Jack Swyteck and his family are caught in the crossfire after a deadly school shooting claims twenty casualties—Florida's fifth mass shooting in as many years—in this provocative and timely thriller from Harper Lee Prize–winner James Grippando that touches on some of the most contentious issues roiling America today.
It is the message every parent of a school-age child fears: "Active Shooter on Campus."

Jack Swyteck is at his office when he receives the emergency text from Riverside Day School. Both his daughter, Righley, and his wife, FBI agent Andie Henning, are in danger. Andie is in the school's rec center when she hears the fire alarms, then loud popping noises and screams coming from the hallway. A trained law-enforcement officer, Andie knows she's supposed to stay locked down inside the room. But Righley is in her kindergarten classroom and Andie must get her to safety.

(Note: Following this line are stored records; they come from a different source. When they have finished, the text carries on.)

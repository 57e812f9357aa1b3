//! Cadence Changelog - Commit intelligence and changelog rendering
//!
//! This crate turns raw commits into semantic records, recovers pull
//! requests from merge topology, buckets everything by category and renders
//! markdown release blocks that merge into an existing changelog.

pub mod categorizer;
pub mod document;
pub mod formatter;
pub mod parser;
pub mod resolver;
pub mod types;

pub use categorizer::{partition, CategorizedCommits, CategoryRules, PrEntry};
pub use document::{parse_version_header, ChangelogDocument, VersionLabel};
pub use formatter::{ChangelogFormatter, MarkdownFormatter, RenderOptions};
pub use parser::{CommitParser, ConventionalParser, ParserConfig};
pub use resolver::{worker_pool, PrResolver, ResolverLimits};
pub use types::{Category, CommitType, PrStats, PullRequestInfo, SemanticCommit};
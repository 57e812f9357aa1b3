//! File and tag workflow helpers shared by release sessions

mod changelog;
mod version;

pub use changelog::*;
pub use version::*;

The tragedy prompts mass hysteria—and dangerous speculation. The police haven't identified the shooter, but they find a handgun on the school grounds registered to a parent, a Muslim man named Amir Khoury. News of the gun and its owner leaks and quickly goes viral. Within minutes Al Qaeda claims responsibility. Andie is shocked—Amir is married to her friend, Lilly, a WASP whose bloodline goes back to the American Revolution.

When Xavier, Amir and Lilly's oldest child and an eighteen-year-old senior at Riverside confesses to the crime, the local community's anti-Muslim fervor explodes to levels unseen since 9/11. Terrified for her son's life, Lilly asks Jack to step in. A seasoned defense attorney with a passion to see justice done, he's taken on plenty of complicated cases. Xavier's, however, is not one he's inclined to take—until an old friend who lost his daughter in the shooting tells him that he must.

With the public calling for blood and prosecutors confident their case is air tight, Jack must unearth the Khourys' family secrets in order to expose the shocking truth and save his client from certain death. But he may not be able to save everyone—including himself.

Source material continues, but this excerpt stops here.